Preproduction Tips
Wikipedia describes preproduction in terms of film, plays or other performances but the concept applies to recording as well. When recording music, preproduction usually involves discussing musical arrangments, testing different keys and tempos along with test recordings. Depending on the scale of a project, preproduction can take as little as an hour or drag out over days if scoring is required.

Also see:

Test recordings

If you are going to spend time on preproduction, be sure to make some test recordings to help locate the main core of the song. Take the test recordings out of the element of the studio to build up impressions of what is good and what is bad. Listening in your car can be a great way to honestly evaulate a song. It also gives you an idea of how the song will sound with all the background noise you get on the road. Depending on the genre of music, you might not care but if you are working on pop tunes, you want to be sure the song sounds good in a car.


For vocal songs, be sure to test your song in a few different keys to be sure that the singer can hit all the notes without bottoming or topping out. Even when the singer can hit all the notes, it's worth trying a few other keys to see if the energy level increases. Record a little bit of the song in a few different keys and listen back before making a final decision. A guitar with a capo is great for this. A half step difference can be huge.

Original instrumental music tends to originate at the correct key since that is often what sparks the creation of the song but it can still be helpful to test at other keys since that might put certain instrumentalists in a sweet spot on their respective instruments. Like vocalists, you want featured instruments to be able to hit all their best notes.

Refer to the Key page for more details.


Like picking the right key, picking the right tempo is extremely important. For vocalists, the tempo affects breathing and the amount of inflection you can put on a note. Typically, slowing down a tune gives singers more room to enhance a melody. The same goes for other instruments. If you are rushing, you'll be less likely to get in the pocket of a tune. There is usually a particular tempo where everything seems to come together.

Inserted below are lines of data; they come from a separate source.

//! HTTP client for the coordinator's public and sync endpoints

use crate::common::protocol::{classify, SyncMessage, PATH_SYNC};
use crate::common::{Error, Result};
use crate::coordinator::http::{WriteRequest, WriteResponse};
use std::collections::BTreeMap;
use std::time::Duration;

#[derive(Clone)]
pub struct CoordinatorClient {
    client: reqwest::Client,
    base_url: String,
}

impl CoordinatorClient {
    pub fn new(base_url: impl Into<String>, timeout: Duration) -> Result<Self> {
        let client = reqwest::Client::builder().timeout(timeout).build()?;
        Ok(Self {
            client,
            base_url: base_url.into().trim_end_matches('/').to_string(),
        })
    }

    pub fn base_url(&self) -> &str {
        &self.base_url
    }

    /// Send a local log and receive the coordinator-biased merge together
    /// with the coordinator's deleted indices.
    pub async fn sync(&self, log: BTreeMap<u64, String>) -> Result<SyncMessage> {
        let response = self
            .client
            .post(format!("{}{}", self.base_url, PATH_SYNC))
            .json(&SyncMessage {
                log,
                ..Default::default()
            })
            .send()
            .await
            .map_err(classify)?;
        if !response.status().is_success() {
            return Err(Error::MalformedReply(format!(
                "sync returned HTTP {}",
                response.status()
            )));
        }
        response.json().await.map_err(classify)
    }

    /// Append a message. Rejections come back as a response, not an error.
    pub async fn append(&self, msg: &str, w: i64) -> Result<WriteResponse> {
        let response = self
            .client
            .post(format!("{}/", self.base_url))
            .json(&WriteRequest {
                msg: msg.to_string(),
                w: Some(w),
            })
            .send()
            .await
            .map_err(classify)?;
        Self::write_response(response).await
    }

    pub async fn delete(&self, index: u64, w: i64) -> Result<WriteResponse> {
        let response = self
            .client
            .delete(format!("{}/{}", self.base_url, index))
            .query(&[("w", w)])
            .send()
            .await
            .map_err(classify)?;
        Self::write_response(response).await
    }

    async fn write_response(response: reqwest::Response) -> Result<WriteResponse> {
        let status = response.status();
        let body = response.text().await.map_err(classify)?;
        serde_json::from_str(&body).map_err(|_| {
            Error::MalformedReply(format!("HTTP {}: {}", status, body))
        })
    }

    /// Rendered messages, once the coordinator's log has no gaps
    pub async fn list(&self) -> Result<Vec<String>> {
        let response = self
            .client
            .get(format!("{}/", self.base_url))
            .send()
            .await
            .map_err(classify)?;
        response.json().await.map_err(classify)
    }

    pub async fn health(&self) -> Result<serde_json::Value> {
        let response = self
            .client
            .get(format!("{}/health", self.base_url))
            .send()
            .await
            .map_err(classify)?;
        response.json().await.map_err(classify)
    }
}

#[cfg(test)]
mod tests {
    use super::*;

    #[test]
    fn test_base_url_trailing_slash() {
        let client =
            CoordinatorClient::new("http://127.0.0.1:5000/", Duration::from_secs(1)).unwrap();
        assert_eq!(client.base_url(), "http://127.0.0.1:5000");
    }

    #[tokio::test]
    async fn test_sync_against_unreachable_coordinator() {
        let listener = std::net::TcpListener::bind("127.0.0.1:0").unwrap();
        let port = listener.local_addr().unwrap().port();
        drop(listener);

        let client = CoordinatorClient::new(
            format!("http://127.0.0.1:{port}"),
            Duration::from_millis(500),
        )
        .unwrap();
        let err = client.sync(BTreeMap::new()).await.unwrap_err();
        assert!(err.is_connect(), "unexpected error: {err}");
    }
}
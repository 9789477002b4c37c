//! Metrics collection
//!
//! Prometheus-compatible counters, gauges and latency histograms. One
//! registry per server, shared through its state.

use parking_lot::Mutex;
use std::collections::BTreeMap;
use std::fmt::Write;
use std::sync::atomic::{AtomicU64, Ordering};
use std::sync::Arc;
use std::time::{Duration, Instant};

/// Histogram bucket boundaries for latency measurements (in milliseconds)
const LATENCY_BUCKETS: [f64; 11] = [
    1.0, 5.0, 10.0, 25.0, 50.0, 100.0, 250.0, 500.0, 1000.0, 2500.0, 5000.0,
];

/// A simple histogram implementation for latency tracking
#[derive(Debug)]
pub struct Histogram {
    buckets: Vec<AtomicU64>,
    boundaries: Vec<f64>,
    sum_micros: AtomicU64,
    count: AtomicU64,
}

impl Histogram {
    pub fn new() -> Self {
        Self::with_buckets(&LATENCY_BUCKETS)
    }

    pub fn with_buckets(boundaries: &[f64]) -> Self {
        Self {
            buckets: (0..=boundaries.len()).map(|_| AtomicU64::new(0)).collect(),
            boundaries: boundaries.to_vec(),
            sum_micros: AtomicU64::new(0),
            count: AtomicU64::new(0),
        }
    }

    /// Record a value (milliseconds)
    pub fn observe(&self, value: f64) {
        let bucket_idx = self
            .boundaries
            .iter()
            .position(|&boundary| value <= boundary)
            .unwrap_or(self.boundaries.len());

        self.buckets[bucket_idx].fetch_add(1, Ordering::Relaxed);
        self.sum_micros
            .fetch_add((value * 1000.0) as u64, Ordering::Relaxed);
        self.count.fetch_add(1, Ordering::Relaxed);
    }

    /// Cumulative bucket counts, ending with the +Inf bucket
    pub fn get_buckets(&self) -> Vec<(f64, u64)> {
        let mut cumulative = 0u64;
        let mut result = Vec::with_capacity(self.boundaries.len() + 1);

        for (i, &boundary) in self.boundaries.iter().enumerate() {
            cumulative += self.buckets[i].load(Ordering::Relaxed);
            result.push((boundary, cumulative));
        }

        cumulative += self.buckets[self.boundaries.len()].load(Ordering::Relaxed);
        result.push((f64::INFINITY, cumulative));

        result
    }

    pub fn sum(&self) -> f64 {
        self.sum_micros.load(Ordering::Relaxed) as f64 / 1000.0
    }

    pub fn count(&self) -> u64 {
        self.count.load(Ordering::Relaxed)
    }

    fn render(&self, out: &mut String, name: &str, labels: &str) {
        let sep = if labels.is_empty() { "" } else { "," };
        for (le, count) in self.get_buckets() {
            let le = if le.is_infinite() {
                "+Inf".to_string()
            } else {
                le.to_string()
            };
            let _ = writeln!(out, "{name}_bucket{{{labels}{sep}le=\"{le}\"}} {count}");
        }
        let braces = if labels.is_empty() {
            String::new()
        } else {
            format!("{{{labels}}}")
        };
        let _ = writeln!(out, "{name}_sum{braces} {}", self.sum());
        let _ = writeln!(out, "{name}_count{braces} {}", self.count());
    }
}

impl Default for Histogram {
    fn default() -> Self {
        Self::new()
    }
}

#[derive(Debug, Default)]
pub struct Counter {
    value: AtomicU64,
}

impl Counter {
    pub fn new() -> Self {
        Self::default()
    }

    pub fn inc(&self) {
        self.value.fetch_add(1, Ordering::Relaxed);
    }

    pub fn add(&self, n: u64) {
        self.value.fetch_add(n, Ordering::Relaxed);
    }

    pub fn get(&self) -> u64 {
        self.value.load(Ordering::Relaxed)
    }
}

#[derive(Debug, Default)]
pub struct Gauge {
    value: AtomicU64,
}

impl Gauge {
    pub fn new() -> Self {
        Self::default()
    }

    pub fn set(&self, v: u64) {
        self.value.store(v, Ordering::Relaxed);
    }

    pub fn get(&self) -> u64 {
        self.value.load(Ordering::Relaxed)
    }
}

/// Per-endpoint request metrics
#[derive(Debug, Default)]
pub struct EndpointMetrics {
    pub requests_total: Counter,
    pub requests_error: Counter,
    pub latency: Histogram,
}

#[derive(Debug)]
pub struct MetricsRegistry {
    endpoints: Mutex<BTreeMap<String, Arc<EndpointMetrics>>>,

    // write coordination
    pub writes_accepted: Counter,
    pub writes_rejected: Counter,
    pub writes_not_admitted: Counter,
    pub write_latency: Histogram,

    // replica transport
    pub delivery_attempts: Counter,
    pub deliveries_acked: Counter,
    pub deliveries_abandoned: Counter,

    // failure detection
    pub probes_ok: Counter,
    pub probes_failed: Counter,
    pub replicas_alive: Gauge,

    // reconciliation
    pub syncs_served: Counter,

    start_time: Instant,
}

impl MetricsRegistry {
    pub fn new() -> Self {
        Self {
            endpoints: Mutex::new(BTreeMap::new()),
            writes_accepted: Counter::new(),
            writes_rejected: Counter::new(),
            writes_not_admitted: Counter::new(),
            write_latency: Histogram::new(),
            delivery_attempts: Counter::new(),
            deliveries_acked: Counter::new(),
            deliveries_abandoned: Counter::new(),
            probes_ok: Counter::new(),
            probes_failed: Counter::new(),
            replicas_alive: Gauge::new(),
            syncs_served: Counter::new(),
            start_time: Instant::now(),
        }
    }

    /// Get or create metrics for an endpoint
    pub fn endpoint(&self, path: &str) -> Arc<EndpointMetrics> {
        self.endpoints
            .lock()
            .entry(path.to_string())
            .or_default()
            .clone()
    }

    pub fn record_request(&self, path: &str, duration: Duration, success: bool) {
        let endpoint = self.endpoint(path);
        endpoint.requests_total.inc();
        endpoint.latency.observe(duration.as_secs_f64() * 1000.0);
        if !success {
            endpoint.requests_error.inc();
        }
    }

    pub fn uptime_seconds(&self) -> u64 {
        self.start_time.elapsed().as_secs()
    }

    /// Render every metric in Prometheus text format
    pub fn to_prometheus(&self) -> String {
        let mut out = String::new();

        let counters: [(&str, &str, &Counter); 9] = [
            (
                "quorumlog_writes_accepted_total",
                "Writes that reached their quorum",
                &self.writes_accepted,
            ),
            (
                "quorumlog_writes_rejected_total",
                "Writes that missed their quorum",
                &self.writes_rejected,
            ),
            (
                "quorumlog_writes_not_admitted_total",
                "Writes refused by the admission check",
                &self.writes_not_admitted,
            ),
            (
                "quorumlog_delivery_attempts_total",
                "Individual replica delivery attempts",
                &self.delivery_attempts,
            ),
            (
                "quorumlog_deliveries_acked_total",
                "Replica deliveries acknowledged",
                &self.deliveries_acked,
            ),
            (
                "quorumlog_deliveries_abandoned_total",
                "Replica deliveries abandoned at the deadline",
                &self.deliveries_abandoned,
            ),
            ("quorumlog_probes_ok_total", "Liveness probes answered correctly", &self.probes_ok),
            ("quorumlog_probes_failed_total", "Liveness probes that failed", &self.probes_failed),
            ("quorumlog_syncs_served_total", "Log sync requests answered", &self.syncs_served),
        ];
        for (name, help, counter) in counters {
            let _ = writeln!(out, "# HELP {name} {help}");
            let _ = writeln!(out, "# TYPE {name} counter");
            let _ = writeln!(out, "{name} {}", counter.get());
        }

        out.push_str("# HELP quorumlog_replicas_alive Replicas classified healthy or suspected\n");
        out.push_str("# TYPE quorumlog_replicas_alive gauge\n");
        let _ = writeln!(out, "quorumlog_replicas_alive {}", self.replicas_alive.get());

        out.push_str("# HELP quorumlog_uptime_seconds Server uptime in seconds\n");
        out.push_str("# TYPE quorumlog_uptime_seconds gauge\n");
        let _ = writeln!(out, "quorumlog_uptime_seconds {}", self.uptime_seconds());

        out.push_str("# HELP quorumlog_write_duration_ms Write latency in milliseconds\n");
        out.push_str("# TYPE quorumlog_write_duration_ms histogram\n");
        self.write_latency
            .render(&mut out, "quorumlog_write_duration_ms", "");

        let endpoints = self.endpoints.lock();
        out.push_str("# HELP quorumlog_endpoint_requests_total Requests per endpoint\n");
        out.push_str("# TYPE quorumlog_endpoint_requests_total counter\n");
        for (path, metrics) in endpoints.iter() {
            let _ = writeln!(
                out,
                "quorumlog_endpoint_requests_total{{path=\"{}\"}} {}",
                path,
                metrics.requests_total.get()
            );
        }
        out.push_str("# HELP quorumlog_endpoint_errors_total Errors per endpoint\n");
        out.push_str("# TYPE quorumlog_endpoint_errors_total counter\n");
        for (path, metrics) in endpoints.iter() {
            let _ = writeln!(
                out,
                "quorumlog_endpoint_errors_total{{path=\"{}\"}} {}",
                path,
                metrics.requests_error.get()
            );
        }
        out.push_str("# HELP quorumlog_request_duration_ms Request duration in milliseconds\n");
        out.push_str("# TYPE quorumlog_request_duration_ms histogram\n");
        for (path, metrics) in endpoints.iter() {
            metrics.latency.render(
                &mut out,
                "quorumlog_request_duration_ms",
                &format!("path=\"{}\"", path),
            );
        }

        out
    }
}

impl Default for MetricsRegistry {
    fn default() -> Self {
        Self::new()
    }
}
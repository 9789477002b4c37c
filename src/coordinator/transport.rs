//! Per-replica delivery with retry, backoff and a wall-clock deadline
//!
//! This is the only place delivery failures are classified. Whatever
//! happens, a delivery reports exactly one outcome into the write's latch.

use crate::common::protocol::validate_ack;
use crate::common::{
    backoff_delay, LogEntry, MetricsRegistry, QuorumLatch, ReplicaAddress, ReplicaChannel,
    RetryPolicy, WriteOp,
};
use std::sync::Arc;
use tokio::time::Instant;
use tokio_util::sync::CancellationToken;

/// How one delivery ended
#[derive(Debug, Clone, Copy, PartialEq, Eq)]
pub enum Delivery {
    Acked { attempts: u32 },
    /// Deadline exceeded before any attempt succeeded
    Abandoned { attempts: u32 },
    /// The owning write stopped waiting
    Cancelled { attempts: u32 },
}

pub struct ReplicaTransport {
    channel: Arc<dyn ReplicaChannel>,
    policy: RetryPolicy,
    metrics: Arc<MetricsRegistry>,
}

impl ReplicaTransport {
    pub fn new(
        channel: Arc<dyn ReplicaChannel>,
        policy: RetryPolicy,
        metrics: Arc<MetricsRegistry>,
    ) -> Self {
        Self {
            channel,
            policy,
            metrics,
        }
    }

    /// Deliver `entry` to `replica` and report the result into `latch`.
    pub async fn deliver(
        &self,
        replica: &ReplicaAddress,
        op: WriteOp,
        entry: &LogEntry,
        latch: &QuorumLatch,
        cancel: &CancellationToken,
    ) -> Delivery {
        let deadline = Instant::now() + self.policy.deadline;
        let mut attempts: u32 = 0;

        let delivery = loop {
            if Instant::now() >= deadline {
                break Delivery::Abandoned { attempts };
            }
            attempts += 1;
            self.metrics.delivery_attempts.inc();

            let exchange =
                tokio::time::timeout_at(deadline, self.channel.write(replica, op, entry));
            let result = tokio::select! {
                _ = cancel.cancelled() => break Delivery::Cancelled { attempts },
                result = exchange => result,
            };

            let err = match result {
                Err(_) => break Delivery::Abandoned { attempts },
                Ok(Ok(ack)) => match validate_ack(op.expected_ack(), &ack) {
                    Ok(()) => break Delivery::Acked { attempts },
                    Err(e) => e,
                },
                Ok(Err(e)) => e,
            };

            let delay = backoff_delay(
                attempts - 1,
                self.policy.backoff_base,
                self.policy.backoff_max,
            );
            if err.is_connect() {
                tracing::warn!(
                    replica = %replica,
                    index = entry.index,
                    attempt = attempts,
                    "Couldn't connect to replica: {}; retrying in {:?}",
                    err,
                    delay
                );
            } else if err.is_retryable() {
                tracing::warn!(
                    replica = %replica,
                    index = entry.index,
                    attempt = attempts,
                    "Replica reached but {} not acknowledged: {}",
                    op,
                    err
                );
            } else {
                tracing::error!(
                    replica = %replica,
                    index = entry.index,
                    attempt = attempts,
                    "Unexpected {} failure: {}",
                    op,
                    err
                );
            }

            if Instant::now() + delay >= deadline {
                break Delivery::Abandoned { attempts };
            }
            tokio::select! {
                _ = cancel.cancelled() => break Delivery::Cancelled { attempts },
                _ = tokio::time::sleep(delay) => {}
            }
        };

        match delivery {
            Delivery::Acked { attempts } => {
                tracing::debug!(
                    replica = %replica,
                    index = entry.index,
                    attempts,
                    "{} acknowledged",
                    op
                );
                self.metrics.deliveries_acked.inc();
                latch.record_success();
            }
            Delivery::Abandoned { attempts } => {
                tracing::error!(
                    replica = %replica,
                    index = entry.index,
                    attempts,
                    "Couldn't deliver {} before the deadline; abandoning",
                    op
                );
                self.metrics.deliveries_abandoned.inc();
                latch.record_failure();
            }
            Delivery::Cancelled { attempts } => {
                tracing::debug!(
                    replica = %replica,
                    index = entry.index,
                    attempts,
                    "{} delivery cancelled",
                    op
                );
                latch.record_failure();
            }
        }
        delivery
    }
}

#[cfg(test)]
pub(crate) mod tests {
    use super::*;
    use crate::common::protocol::{ACK_APPENDED, ACK_DELETED, ACK_IS_ALIVE};
    use crate::common::{Error, Outcome, Result};
    use async_trait::async_trait;
    use parking_lot::Mutex;
    use std::collections::{HashMap, VecDeque};
    use std::time::Duration;

    /// Scripted reply for one call
    #[derive(Debug, Clone)]
    pub enum Reply {
        Ack,
        Token(&'static str),
        Refused,
        Hang,
    }

    /// Channel whose replies are scripted per replica; the last script
    /// entry repeats forever.
    #[derive(Default)]
    pub struct ScriptedChannel {
        scripts: Mutex<HashMap<ReplicaAddress, VecDeque<Reply>>>,
        pub calls: Mutex<HashMap<ReplicaAddress, u32>>,
    }

    impl ScriptedChannel {
        pub fn script(&self, replica: &ReplicaAddress, replies: Vec<Reply>) {
            self.scripts
                .lock()
                .insert(replica.clone(), replies.into_iter().collect());
        }

        pub fn calls_to(&self, replica: &ReplicaAddress) -> u32 {
            self.calls.lock().get(replica).copied().unwrap_or(0)
        }

        fn next(&self, replica: &ReplicaAddress) -> Reply {
            *self.calls.lock().entry(replica.clone()).or_default() += 1;
            let mut scripts = self.scripts.lock();
            let script = scripts.entry(replica.clone()).or_default();
            if script.len() > 1 {
                script.pop_front().unwrap_or(Reply::Ack)
            } else {
                script.front().cloned().unwrap_or(Reply::Ack)
            }
        }

        async fn answer(&self, replica: &ReplicaAddress, ack: &'static str) -> Result<String> {
            match self.next(replica) {
                Reply::Ack => Ok(ack.to_string()),
                Reply::Token(token) => Ok(token.to_string()),
                Reply::Refused => Err(Error::ConnectionFailed("connection refused".into())),
                Reply::Hang => {
                    std::future::pending::<()>().await;
                    unreachable!()
                }
            }
        }
    }

    #[async_trait]
    impl ReplicaChannel for ScriptedChannel {
        async fn write(
            &self,
            replica: &ReplicaAddress,
            op: WriteOp,
            _entry: &LogEntry,
        ) -> Result<String> {
            let ack = match op {
                WriteOp::Append => ACK_APPENDED,
                WriteOp::Delete => ACK_DELETED,
            };
            self.answer(replica, ack).await
        }

        async fn probe(&self, replica: &ReplicaAddress) -> Result<String> {
            self.answer(replica, ACK_IS_ALIVE).await
        }
    }

    fn policy() -> RetryPolicy {
        RetryPolicy {
            deadline: Duration::from_secs(10),
            ack_timeout: Duration::from_secs(1),
            backoff_base: Duration::from_millis(100),
            backoff_max: Duration::from_secs(1),
        }
    }

    fn setup(replies: Vec<Reply>) -> (ReplicaTransport, Arc<ScriptedChannel>, ReplicaAddress) {
        let replica = ReplicaAddress::new("replica-1", 6001);
        let channel = Arc::new(ScriptedChannel::default());
        channel.script(&replica, replies);
        let transport = ReplicaTransport::new(
            channel.clone(),
            policy(),
            Arc::new(MetricsRegistry::new()),
        );
        (transport, channel, replica)
    }

    async fn deliver_once(
        transport: &ReplicaTransport,
        replica: &ReplicaAddress,
        op: WriteOp,
        latch: &QuorumLatch,
    ) -> Delivery {
        transport
            .deliver(
                replica,
                op,
                &LogEntry::new(0, "a"),
                latch,
                &CancellationToken::new(),
            )
            .await
    }

    #[tokio::test(start_paused = true)]
    async fn test_ack_records_success() {
        let (transport, _, replica) = setup(vec![Reply::Ack]);
        let latch = QuorumLatch::with_quorum(1, 1);
        let delivery = deliver_once(&transport, &replica, WriteOp::Append, &latch).await;
        assert_eq!(delivery, Delivery::Acked { attempts: 1 });
        assert_eq!(latch.outcome(), Outcome::Succeeded);
    }

    #[tokio::test(start_paused = true)]
    async fn test_retries_after_refused_connections() {
        let (transport, channel, replica) =
            setup(vec![Reply::Refused, Reply::Refused, Reply::Ack]);
        let latch = QuorumLatch::with_quorum(1, 1);
        let started = Instant::now();
        let delivery = deliver_once(&transport, &replica, WriteOp::Append, &latch).await;
        assert_eq!(delivery, Delivery::Acked { attempts: 3 });
        assert_eq!(channel.calls_to(&replica), 3);
        // 100ms + 200ms of backoff
        assert_eq!(started.elapsed(), Duration::from_millis(300));
        assert_eq!(latch.successes(), 1);
    }

    #[tokio::test(start_paused = true)]
    async fn test_wrong_ack_is_an_attempt_failure() {
        let (transport, _, replica) = setup(vec![Reply::Token("deleted"), Reply::Ack]);
        let latch = QuorumLatch::with_quorum(1, 2);
        let delivery = deliver_once(&transport, &replica, WriteOp::Append, &latch).await;
        assert_eq!(delivery, Delivery::Acked { attempts: 2 });
        assert_eq!(latch.failures(), 0);
    }

    #[tokio::test(start_paused = true)]
    async fn test_unreachable_replica_is_abandoned_at_deadline() {
        let (transport, _, replica) = setup(vec![Reply::Refused]);
        let latch = QuorumLatch::with_quorum(1, 1);
        let started = Instant::now();
        let delivery = deliver_once(&transport, &replica, WriteOp::Append, &latch).await;
        assert!(matches!(delivery, Delivery::Abandoned { .. }));
        assert!(started.elapsed() <= policy().deadline);
        assert_eq!(latch.failures(), 1);
        assert_eq!(latch.successes(), 0);
    }

    #[tokio::test(start_paused = true)]
    async fn test_hanging_replica_is_abandoned_at_deadline() {
        let (transport, _, replica) = setup(vec![Reply::Hang]);
        let latch = QuorumLatch::with_quorum(1, 1);
        let started = Instant::now();
        let delivery = deliver_once(&transport, &replica, WriteOp::Delete, &latch).await;
        assert_eq!(delivery, Delivery::Abandoned { attempts: 1 });
        assert_eq!(started.elapsed(), policy().deadline);
        assert_eq!(latch.outcome(), Outcome::Failed);
    }

    #[tokio::test(start_paused = true)]
    async fn test_cancellation_stops_delivery() {
        let (transport, _, replica) = setup(vec![Reply::Hang]);
        let latch = QuorumLatch::with_quorum(1, 1);
        let cancel = CancellationToken::new();
        let canceller = {
            let cancel = cancel.clone();
            tokio::spawn(async move {
                tokio::time::sleep(Duration::from_secs(1)).await;
                cancel.cancel();
            })
        };
        let delivery = transport
            .deliver(&replica, WriteOp::Append, &LogEntry::new(0, "a"), &latch, &cancel)
            .await;
        canceller.await.unwrap();
        assert_eq!(delivery, Delivery::Cancelled { attempts: 1 });
    }

    #[tokio::test(start_paused = true)]
    async fn test_delete_expects_deleted_token() {
        let (transport, _, replica) = setup(vec![Reply::Token("appended")]);
        let latch = QuorumLatch::with_quorum(1, 1);
        let delivery = deliver_once(&transport, &replica, WriteOp::Delete, &latch).await;
        assert!(matches!(delivery, Delivery::Abandoned { .. }));
    }
}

A clue that you might be playing at the wrong tempo is if one or more players is having trouble staying in time. Try starting the tune at their tempo and see if it works for the other players.

Refer to the Tempo page for more details.


The musical arrangement of a song is obviously very important. Bands will often have historical arrangements of tunes that should be tested and refined. New songs typically need to be built up to the point where the core of the song becomes obvious.

Bands with existing arrangments

If you are recording a band that has pre-existing versions of a tune you are going to record, listen to any existing recordings of the tune as a band and discuss how it could be improved. If the song seems dull, test the song in different keys and tempos. Try the song on totally different instruments; if it's a guitar song, try it on piano. If it's a piano song, try it on guitar, etc..

Bands with new tunes

Depending on the recording situation, you may not want to introduce new songs at a recording session. If you are paying hourly, you don't want to spend that learning your parts. Spend some time in rehearsal getting the band familiar with a tune before commiting to paid studio time.

If your rehearsal space is set up to record, even better! Sometimes the best recordings emerge when you are "just doing a rough take". The pressure is off but still roll the tape (or Computer as it were) since these might be your best takes.


  • Make a bare bones recording of all variations of a song. Even a crappy recording is helpful to listen back to a tune while not playing (so you can be objective).
  • Try playing the song with one or more instruments missing. This will make it obvious is one of the players is dominating the song. It will also help route out the core of the song.


Developing musical arrangments for solo projects can be difficult but rewarding.


  • Create rough test recordings to narrow in on the key and tempo
  • Build up a rough band version of the song: record a scratch version of the song then start adding parts: kick/snare, bass, keyboards, rhythm guitars, etc.. then replace the components of the scratch track (if needed).
  • You may need to do this several times in different keys and tempos which can be time consuming so do as much key/tempo testing up front as possible. A band can test these things almost immediately but a soloist has to do it all themselves.
  • You will end up having listened to the song hundreds of times so it can be helpful to switch between several songs to minimize burnout.
  • Shelf a song if it isn't coming together. Taking a fresh look a few months later can yeild new ideas of how to make it better.

Click or no click

A click track is a machine generated timing que that provides a reference for the song. Though the tempo can be changed dynmically in most software recording programs, most recordings that use a click track have a fixed tempo that does not change throughout the song. Current pop music styles tend to have a fixed tempo but many of the greatest musical recordings ever made use a floating tempo that breaths with the song. There are advantages and disadvantages to both. Refer to the Click Track page for more details.